Diesen Appell ans schlechte Gewissen! Liebe dein Mutterherz. Als ob man Liebe verordnen könnte! Haben etwa Mütter einen Anspruch auf die Liebe ihrer Kinder, einfach nur, weil sie Mütter sind!

Ich kenne eine Frau, die pflegt seit vielen Jahren ihre kranke Mutter. Sie opfert sich auf, ist selber krank. Asthma, Rückenschmerzen, dauernd was anderes. Die Mutter nimmt die Dienste ihrer Tochter als selbstverständlich, als hätte sie sie verdient. Und ich erfahre indirekt: Das war schon immer so. Herrisch und lieblos - behandelte sie die Tochter wie ihr Eigentum.

Wie sie das aushält, frage ich sie. „Man muss doch seine Eltern lieben“, sagt sie. „das steht schon in der Bibel, das 4. Gebot: Du sollst Vater und Mutter ehren.“ Dabei hätte sie schon manchmal auch eine Wut auf ihre Mutter, aber die muss man halt unterdrücken. „Wirklich?“ frage ich, „muss man das?“

Ich kann mir das nicht vorstellen. Das passt nicht zu dem, was ich sonst von Gott glaube. Das wäre ja schlimm, das 4. Gebot, wenn man es so verstehen würde. Da bliebe kein Platz für den Zorn auf jene Eltern, die ihre Kinder wirklich schlecht behandeln

Und überhaupt: Es steht gar nicht in der Bibel, dass wir unsere Eltern lieben sollen. Im 4. Gebot steht nur was von „ehren“. Und wenn wir uns den hebräischen Urtext mal genauer ansehen, dann müssen wir ihn so übersetzen: „Achte darauf, dass deine Eltern im Alter versorgt sind, genug zu essen haben und ein Dach über dem Kopf.“ Das wars. Mehr steht da nicht! Du musst dein Mutterherz nicht lieben, wenn du nicht kannst. Denn Liebe kann dir niemand befehlen, auch Gott nicht. Und er tut das auch nicht.

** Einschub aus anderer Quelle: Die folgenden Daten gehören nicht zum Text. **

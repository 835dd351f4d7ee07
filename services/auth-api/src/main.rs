//! Latchkey Auth API
//!
//! Invite-gated credential and session authority. Run `auth-api bootstrap
//! --admin <identity>` once to create the data file, then `auth-api serve`.

use std::net::SocketAddr;
use std::path::PathBuf;
use std::sync::Arc;

use anyhow::Context;
use auth_api::bootstrap::BootstrapError;
use auth_api::telemetry::{init_tracing, setup_metrics};
use auth_api::{build_router, AppState, Config};
use clap::{Parser, Subcommand};
use latchkey_auth_core::{Argon2Hasher, AuthStore, OsTokenSource};
use latchkey_db::{DbError, FileSnapshotRepository, SnapshotRepository};
use tokio::signal;

#[derive(Debug, Parser)]
#[command(name = "auth-api", version, about = "Invite-gated credential and session authority")]
struct Cli {
    #[command(subcommand)]
    command: Option<Cmd>,
}

#[derive(Debug, Subcommand)]
enum Cmd {
    /// Serve the command API (default)
    Serve,

    /// Create the data file with an administrator and print a first invite code
    Bootstrap {
        /// Identity that will hold administrator rights
        #[arg(long)]
        admin: String,

        /// Snapshot document to create
        #[arg(long, env = "DATA_FILE")]
        data_file: PathBuf,

        /// Replace an existing data file, discarding all accounts
        #[arg(long)]
        force: bool,
    },
}

#[tokio::main]
async fn main() -> anyhow::Result<()> {
    // Load environment variables
    dotenvy::dotenv().ok();

    let cli = Cli::parse();

    // Initialize logging
    init_tracing()?;

    match cli.command.unwrap_or(Cmd::Serve) {
        Cmd::Serve => serve().await,
        Cmd::Bootstrap {
            admin,
            data_file,
            force,
        } => bootstrap(admin, data_file, force).await,
    }
}

async fn serve() -> anyhow::Result<()> {
    tracing::info!("Starting Latchkey Auth API");

    // Load configuration
    let config = Config::from_env()?;
    tracing::info!(
        http_port = config.http_port,
        data_file = %config.data_file.display(),
        "Configuration loaded"
    );

    // Initialize metrics
    let metrics_handle = if config.metrics_enabled {
        Some(setup_metrics()?)
    } else {
        None
    };

    // Restore state before accepting any request
    let repo = FileSnapshotRepository::new(&config.data_file);
    let snapshot = repo
        .load()
        .await
        .with_context(|| format!("failed to load {}", config.data_file.display()))?
        .with_context(|| {
            format!(
                "{} does not exist; run `auth-api bootstrap --admin <identity>` first",
                config.data_file.display()
            )
        })?;
    if snapshot.admin.is_none() {
        tracing::warn!("No administrator designated; invite codes cannot be issued");
    }

    let hasher = Argon2Hasher::new(config.auth.hash)?;
    let tokens = OsTokenSource::from_config(&config.auth);
    let store = AuthStore::from_snapshot(snapshot, hasher, tokens);

    let addr = SocketAddr::from(([0, 0, 0, 0], config.http_port));
    let state = AppState::new(store, Arc::new(repo), config);
    let app = build_router(state, metrics_handle);

    tracing::info!("HTTP server listening on {}", addr);
    let listener = tokio::net::TcpListener::bind(addr).await?;
    axum::serve(listener, app)
        .with_graceful_shutdown(shutdown_signal())
        .await?;

    tracing::info!("Shutdown complete");
    Ok(())
}

async fn bootstrap(admin: String, data_file: PathBuf, force: bool) -> anyhow::Result<()> {
    let repo = FileSnapshotRepository::new(&data_file);
    let code = auth_api::bootstrap::bootstrap(&repo, &OsTokenSource::default(), &admin, force)
        .await
        .map_err(|e| match e {
            BootstrapError::Db(DbError::AlreadyExists(path)) => {
                anyhow::anyhow!("{path} already exists; pass --force to replace it")
            }
            BootstrapError::Db(other) => {
                anyhow::Error::new(other).context("failed to write bootstrap snapshot")
            }
            invalid @ BootstrapError::InvalidAdmin(_) => anyhow::Error::new(invalid),
        })?;

    tracing::info!(admin = %admin, data_file = %data_file.display(), "Bootstrap snapshot written");
    println!("{}", code.as_str());
    Ok(())
}

async fn shutdown_signal() {
    let ctrl_c = async {
        signal::ctrl_c()
            .await
            .expect("failed to install Ctrl+C handler");
    };

    #[cfg(unix)]
    let terminate = async {
        signal::unix::signal(signal::unix::SignalKind::terminate())
            .expect("failed to install signal handler")
            .recv()
            .await;
    };

    #[cfg(not(unix))]
    let terminate = std::future::pending::<()>();

    tokio::select! {
        () = ctrl_c => {},
        () = terminate => {},
    }

    tracing::info!("Shutdown signal received, starting graceful shutdown");
}
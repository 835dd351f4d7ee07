//! Mock command server for client integration tests

use latchkey_client::{AuthClient, ClientConfig, SessionToken};
use serde_json::Value;
use wiremock::matchers::{body_partial_json, method, path};
use wiremock::{Mock, MockServer, ResponseTemplate};

pub const ADMIN: &str = "root@example.com";
pub const ADMIN_TOKEN: &str = "admin-session-token";

/// Client with administrator credentials pointed at `server`
pub fn admin_client(server: &MockServer) -> AuthClient {
    let config = ClientConfig::new(server.uri())
        .unwrap()
        .with_admin_credentials(ADMIN, SessionToken::from(ADMIN_TOKEN));
    AuthClient::new(config).unwrap()
}

/// Client without administrator credentials
pub fn anonymous_client(server: &MockServer) -> AuthClient {
    AuthClient::new(ClientConfig::new(server.uri()).unwrap()).unwrap()
}

/// Respond to `POST {route}` whose body contains `expected` with a 200 and `body`
pub async fn mount_ok(server: &MockServer, route: &str, expected: Value, body: Value) {
    Mock::given(method("POST"))
        .and(path(route))
        .and(body_partial_json(expected))
        .respond_with(ResponseTemplate::new(200).set_body_json(body))
        .expect(1)
        .mount(server)
        .await;
}

/// Respond to any `POST {route}` with an error envelope
pub async fn mount_error(server: &MockServer, route: &str, status: u16, code: &str, message: &str) {
    Mock::given(method("POST"))
        .and(path(route))
        .respond_with(ResponseTemplate::new(status).set_body_json(serde_json::json!({
            "error": { "code": code, "message": message }
        })))
        .mount(server)
        .await;
}
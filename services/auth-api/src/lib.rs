//! Latchkey Auth API
//!
//! HTTP front end for the authorization store.
//!
//! ## Command Endpoints
//!
//! - `POST /cmd/admin/issue-invite-code` - Issue an invite code
//! - `POST /cmd/admin/revoke-invite-code` - Revoke an invite code
//! - `POST /cmd/admin/verify-token` - Check a session on behalf of a relying party
//! - `POST /cmd/user/sign-up` - Register with an invite code
//! - `POST /cmd/user/sign-in` - Open a session
//! - `POST /cmd/user/sign-out` - Close a session
//! - `POST /cmd/user/change-password` - Replace the password
//!
//! ## Health Endpoints
//!
//! - `GET /health` - Liveness probe
//! - `GET /ready` - Readiness probe
//! - `GET /metrics` - Prometheus metrics

pub mod bootstrap;
pub mod commands;
pub mod config;
pub mod error;
pub mod handlers;
pub mod state;
pub mod telemetry;

use axum::routing::{get, post};
use axum::Router;
use metrics_exporter_prometheus::PrometheusHandle;
use tower::ServiceBuilder;
use tower_http::cors::{AllowOrigin, Any, CorsLayer};
use tower_http::request_id::{MakeRequestUuid, PropagateRequestIdLayer, SetRequestIdLayer};
use tower_http::timeout::TimeoutLayer;
use tower_http::trace::{DefaultMakeSpan, DefaultOnResponse, TraceLayer};
use tracing::Level;

pub use config::Config;
pub use error::{ApiError, ApiResult};
pub use state::{AppState, AuthStoreImpl};

/// Build the HTTP router
pub fn build_router(state: AppState, metrics_handle: Option<PrometheusHandle>) -> Router {
    let request_timeout = state.request_timeout();
    let cors = cors_layer(&state.config);

    let command_routes = Router::new().route("/cmd/{group}/{name}", post(handlers::command));

    // Health routes (no timeout - must always respond quickly)
    let health_routes = Router::new()
        .route("/health", get(handlers::health))
        .route("/ready", get(handlers::ready));

    // Metrics route (no timeout)
    let metrics_route = if let Some(handle) = metrics_handle {
        Router::new().route("/metrics", get(move || async move { handle.render() }))
    } else {
        Router::new()
    };

    // Build middleware stack (order matters - outermost first)
    let middleware = ServiceBuilder::new()
        // Request ID propagation (outermost)
        .layer(SetRequestIdLayer::x_request_id(MakeRequestUuid))
        .layer(PropagateRequestIdLayer::x_request_id())
        // Tracing with request details
        .layer(
            TraceLayer::new_for_http()
                .make_span_with(DefaultMakeSpan::new().level(Level::INFO))
                .on_response(DefaultOnResponse::new().level(Level::INFO)),
        )
        // Request timeout (innermost - closest to handler)
        .layer(TimeoutLayer::new(request_timeout));

    Router::new()
        .merge(command_routes)
        .layer(middleware)
        .merge(health_routes) // Health routes without timeout
        .merge(metrics_route) // Metrics route without timeout
        .layer(cors)
        .with_state(state)
}

fn cors_layer(config: &Config) -> CorsLayer {
    let origin = match &config.cors_allowed_origins {
        Some(origins) => AllowOrigin::list(origins.iter().cloned()),
        None => AllowOrigin::from(Any),
    };
    CorsLayer::new()
        .allow_origin(origin)
        .allow_methods(Any)
        .allow_headers(Any)
}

Das habe ich jener Frau mit der hartherzigen Mutter gesagt. Sie war überrascht und auch etwas erleichtert. Wut auf die Mutter darf sein. Denn es gibt manchmal auch gute Gründe dafür. Und wenn sein darf, was nun mal so ist, dann kommt vielleicht die Liebe zurück -ganz von selbst.